- Entries shown
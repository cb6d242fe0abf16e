//! Test utilities shared by unit and conformance tests.
//!
//! This module provides:
//! - Consistent tracing-based logging initialization
//! - Phase/section macros for readable test output
//! - Assertion macros that log expected/actual before asserting
//!
//! # Example
//! ```
//! use specular::test_utils::init_test_logging;
//!
//! fn my_test() {
//!     init_test_logging();
//!     specular::test_phase!("setup");
//!     // test code
//!     specular::test_complete!("my_test");
//! }
//! ```

use std::sync::Once;
use tracing_subscriber::fmt::format::FmtSpan;

static INIT_LOGGING: Once = Once::new();

/// Initialize test logging with trace-level output.
///
/// Safe to call multiple times; only initializes once.
pub fn init_test_logging() {
    init_test_logging_with_level(tracing::Level::TRACE);
}

/// Initialize test logging with a custom level.
///
/// The first call wins; later calls are no-ops.
pub fn init_test_logging_with_level(level: tracing::Level) {
    INIT_LOGGING.call_once(|| {
        let _ = tracing_subscriber::fmt()
            .with_max_level(level)
            .with_test_writer()
            .with_file(true)
            .with_line_number(true)
            .with_target(true)
            .with_thread_ids(true)
            .with_span_events(FmtSpan::CLOSE)
            .with_ansi(false)
            .try_init();
    });
}

/// Log a test phase transition with a visual separator.
#[macro_export]
macro_rules! test_phase {
    ($name:expr) => {
        tracing::info!(phase = %$name, "========================================");
        tracing::info!(phase = %$name, "TEST PHASE: {}", $name);
        tracing::info!(phase = %$name, "========================================");
    };
}

/// Log a section within a test phase.
#[macro_export]
macro_rules! test_section {
    ($name:expr) => {
        tracing::debug!(section = %$name, "--- {} ---", $name);
    };
}

/// Log test completion with summary.
#[macro_export]
macro_rules! test_complete {
    ($name:expr) => {
        tracing::info!(test = %$name, "test completed successfully: {}", $name);
    };
    ($name:expr, $($key:ident = $value:expr),* $(,)?) => {
        tracing::info!(
            test = %$name,
            $($key = %$value,)*
            "test completed successfully: {}",
            $name
        );
    };
}

/// Log before assertions for context.
#[macro_export]
macro_rules! assert_with_log {
    ($cond:expr, $msg:expr, $expected:expr, $actual:expr) => {
        tracing::debug!(
            expected = ?$expected,
            actual = ?$actual,
            "Asserting: {}",
            $msg
        );
        assert!($cond, "{}: expected {:?}, got {:?}", $msg, $expected, $actual);
    };
}
// ComboStats - platform/config.rs
//
// Platform-specific configuration, data directory resolution, config.toml
// loading with startup validation, and secrets.toml loading.
//
// Uses the `directories` crate for XDG (Linux), AppData (Windows),
// Library (macOS) compliance.

use crate::util::constants;
use crate::util::error::ConfigError;
use directories::ProjectDirs;
use std::collections::BTreeMap;
use std::path::{Path, PathBuf};

/// Resolved platform paths for ComboStats data and configuration.
#[derive(Debug, Clone)]
pub struct PlatformPaths {
    /// Configuration directory (e.g. ~/.config/combostats/ or %APPDATA%\ComboStats\)
    pub config_dir: PathBuf,

    /// Data directory (default export location).
    pub data_dir: PathBuf,
}

impl PlatformPaths {
    /// Resolve platform-appropriate paths.
    ///
    /// Falls back to current directory if platform dirs cannot be determined.
    pub fn resolve() -> Self {
        if let Some(proj_dirs) = ProjectDirs::from("", "", constants::APP_ID) {
            let config_dir = proj_dirs.config_dir().to_path_buf();
            let data_dir = proj_dirs.data_dir().to_path_buf();

            tracing::debug!(
                config = %config_dir.display(),
                data = %data_dir.display(),
                "Platform paths resolved"
            );

            Self {
                config_dir,
                data_dir,
            }
        } else {
            tracing::warn!("Could not determine platform directories, using current directory");
            Self {
                config_dir: PathBuf::from("."),
                data_dir: PathBuf::from("."),
            }
        }
    }

    /// Paths rooted at an explicit directory (CLI `--config-dir`).
    pub fn at(dir: &Path) -> Self {
        Self {
            config_dir: dir.to_path_buf(),
            data_dir: dir.to_path_buf(),
        }
    }

    pub fn config_file(&self) -> PathBuf {
        self.config_dir.join(constants::CONFIG_FILE_NAME)
    }

    pub fn secrets_file(&self) -> PathBuf {
        self.config_dir.join(constants::SECRETS_FILE_NAME)
    }
}

// =============================================================================
// config.toml loading and validation
// =============================================================================

/// Raw deserialisable shape of config.toml.
///
/// Unknown keys are silently ignored for forward compatibility.
#[derive(Debug, Default, serde::Deserialize)]
#[serde(default)]
pub struct RawConfig {
    /// `[display]` section.
    pub display: DisplaySection,
    /// `[logging]` section.
    pub logging: LoggingSection,
}

/// `[display]` config section.
#[derive(Debug, Default, serde::Deserialize)]
#[serde(default)]
pub struct DisplaySection {
    /// Rows per table page.
    pub page_size: Option<usize>,
    /// Bars in the ranking chart.
    pub top_n: Option<usize>,
    /// Whether tables are paginated at all.
    pub paginate: Option<bool>,
    /// Theme: "dark" or "light".
    pub theme: Option<String>,
    /// Body font size in points.
    pub font_size: Option<f32>,
}

/// `[logging]` config section.
#[derive(Debug, Default, serde::Deserialize)]
#[serde(default)]
pub struct LoggingSection {
    /// Log level: "error", "warn", "info", "debug", "trace".
    pub level: Option<String>,
    /// Log file path (empty = stderr only).
    pub file: Option<String>,
}

/// Validated application configuration derived from `config.toml`.
///
/// Invalid values produce actionable warnings and fall back to defaults.
#[derive(Debug, Clone, PartialEq)]
pub struct AppConfig {
    /// Rows per table page.
    pub page_size: usize,
    /// Bars in the ranking chart.
    pub top_n: usize,
    /// Paginate tables (true) or show every filtered row (false).
    pub paginate: bool,
    /// Dark mode (true) or light mode (false).
    pub dark_mode: bool,
    /// Body font size in points.
    pub font_size: f32,
    /// Logging level string (for init before tracing is available).
    pub log_level: Option<String>,
    /// Log file path.
    pub log_file: Option<String>,
}

impl Default for AppConfig {
    fn default() -> Self {
        Self {
            page_size: constants::DEFAULT_PAGE_SIZE,
            top_n: constants::DEFAULT_TOP_N,
            paginate: true,
            dark_mode: true,
            font_size: constants::DEFAULT_FONT_SIZE,
            log_level: None,
            log_file: None,
        }
    }
}

/// Load and validate `config.toml` at `config_path`.
///
/// Returns `AppConfig` with validated values and a list of non-fatal warnings.
/// If the file does not exist, returns defaults with no warnings (first run).
/// If the file is unparseable, returns defaults with a warning.
pub fn load_config(config_path: &Path) -> (AppConfig, Vec<String>) {
    let mut warnings: Vec<String> = Vec::new();

    if !config_path.exists() {
        tracing::debug!(path = %config_path.display(), "No config.toml found; using defaults");
        return (AppConfig::default(), warnings);
    }

    let content = match std::fs::read_to_string(config_path) {
        Ok(c) => c,
        Err(e) => {
            let msg = format!(
                "Could not read config file '{}': {e}. Using defaults.",
                config_path.display()
            );
            tracing::warn!("{}", msg);
            warnings.push(msg);
            return (AppConfig::default(), warnings);
        }
    };

    let raw: RawConfig = match toml::from_str(&content) {
        Ok(r) => r,
        Err(e) => {
            let msg = format!(
                "Failed to parse config file '{}': {e}. Using defaults.",
                config_path.display()
            );
            tracing::warn!("{}", msg);
            warnings.push(msg);
            return (AppConfig::default(), warnings);
        }
    };

    tracing::info!(path = %config_path.display(), "Loaded config.toml");
    let config = validate(raw, &mut warnings);

    if !warnings.is_empty() {
        tracing::warn!(
            count = warnings.len(),
            "Config validation produced warnings"
        );
    }

    (config, warnings)
}

/// Check each raw field against its named bounds, accumulating warnings.
fn validate(raw: RawConfig, warnings: &mut Vec<String>) -> AppConfig {
    let mut config = AppConfig::default();

    if let Some(size) = raw.display.page_size {
        if (constants::MIN_PAGE_SIZE..=constants::MAX_PAGE_SIZE).contains(&size) {
            config.page_size = size;
        } else {
            warnings.push(
                ConfigError::ValueOutOfRange {
                    field: "[display] page_size".to_string(),
                    value: size.to_string(),
                    expected: format!(
                        "{}-{} (using default {})",
                        constants::MIN_PAGE_SIZE,
                        constants::MAX_PAGE_SIZE,
                        constants::DEFAULT_PAGE_SIZE
                    ),
                }
                .to_string(),
            );
        }
    }

    if let Some(n) = raw.display.top_n {
        if (constants::MIN_TOP_N..=constants::MAX_TOP_N).contains(&n) {
            config.top_n = n;
        } else {
            warnings.push(
                ConfigError::ValueOutOfRange {
                    field: "[display] top_n".to_string(),
                    value: n.to_string(),
                    expected: format!(
                        "{}-{} (using default {})",
                        constants::MIN_TOP_N,
                        constants::MAX_TOP_N,
                        constants::DEFAULT_TOP_N
                    ),
                }
                .to_string(),
            );
        }
    }

    if let Some(paginate) = raw.display.paginate {
        config.paginate = paginate;
    }

    if let Some(ref theme) = raw.display.theme {
        match theme.to_lowercase().as_str() {
            "dark" => config.dark_mode = true,
            "light" => config.dark_mode = false,
            other => {
                warnings.push(format!(
                    "[display] theme = \"{other}\" is not recognised. Expected \"dark\" or \"light\". Using default (dark).",
                ));
            }
        }
    }

    if let Some(size) = raw.display.font_size {
        if (constants::MIN_FONT_SIZE..=constants::MAX_FONT_SIZE).contains(&size) {
            config.font_size = size;
        } else {
            warnings.push(format!(
                "[display] font_size = {size} is out of range ({}-{}). Using default ({}).",
                constants::MIN_FONT_SIZE,
                constants::MAX_FONT_SIZE,
                constants::DEFAULT_FONT_SIZE,
            ));
        }
    }

    if let Some(ref level) = raw.logging.level {
        let valid = ["error", "warn", "info", "debug", "trace"];
        if valid.contains(&level.to_lowercase().as_str()) {
            config.log_level = Some(level.clone());
        } else {
            warnings.push(format!(
                "[logging] level = \"{level}\" is not recognised. \
                 Valid values: error, warn, info, debug, trace. Using default (info).",
            ));
        }
    }

    if let Some(ref file) = raw.logging.file {
        if !file.is_empty() {
            config.log_file = Some(file.clone());
        }
    }

    config
}

// =============================================================================
// secrets.toml
// =============================================================================

/// Database credentials read from secrets.toml.
///
/// All three keys are required; a missing file or key is fatal at startup.
#[derive(Clone, PartialEq, Eq)]
pub struct Secrets {
    pub db_username: String,
    pub db_password: String,
    pub db_host: String,
}

impl std::fmt::Debug for Secrets {
    fn fmt(&self, f: &mut std::fmt::Formatter<'_>) -> std::fmt::Result {
        f.debug_struct("Secrets")
            .field("db_username", &self.db_username)
            .field("db_password", &"<redacted>")
            .field("db_host", &self.db_host)
            .finish()
    }
}

/// Load and validate the secrets file.
///
/// Unknown keys are ignored. Values must be non-empty strings.
pub fn load_secrets(path: &Path) -> Result<Secrets, ConfigError> {
    let metadata = std::fs::metadata(path).map_err(|e| {
        if e.kind() == std::io::ErrorKind::NotFound {
            ConfigError::SecretsNotFound {
                path: path.to_path_buf(),
            }
        } else {
            ConfigError::Io {
                path: path.to_path_buf(),
                source: e,
            }
        }
    })?;

    if metadata.len() > constants::MAX_SECRETS_FILE_SIZE {
        return Err(ConfigError::SecretsTooLarge {
            path: path.to_path_buf(),
            size: metadata.len(),
            max: constants::MAX_SECRETS_FILE_SIZE,
        });
    }

    let content = std::fs::read_to_string(path).map_err(|e| ConfigError::Io {
        path: path.to_path_buf(),
        source: e,
    })?;

    let table: BTreeMap<String, toml::Value> =
        toml::from_str(&content).map_err(|e| ConfigError::TomlParse {
            path: path.to_path_buf(),
            source: e,
        })?;

    let secret = |key: &'static str| -> Result<String, ConfigError> {
        let value = table
            .get(key)
            .and_then(|v| v.as_str())
            .ok_or_else(|| ConfigError::MissingSecret {
                key,
                path: path.to_path_buf(),
            })?;
        if value.trim().is_empty() {
            return Err(ConfigError::EmptySecret {
                key,
                path: path.to_path_buf(),
            });
        }
        Ok(value.to_string())
    };

    let secrets = Secrets {
        db_username: secret(constants::SECRET_DB_USERNAME)?,
        db_password: secret(constants::SECRET_DB_PASSWORD)?,
        db_host: secret(constants::SECRET_DB_HOST)?,
    };

    tracing::info!(path = %path.display(), user = %secrets.db_username, "Secrets loaded");
    Ok(secrets)
}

- Problem description
Repeat verbatim the opening run of entries, ending with the line that contains "readable test output".

- Reply
repository cb6d242fe0abf16e
//! Test utilities shared by unit and conformance tests.
//!
//! This module provides:
//! - Consistent tracing-based logging initialization
//! - Phase/section macros for readable test output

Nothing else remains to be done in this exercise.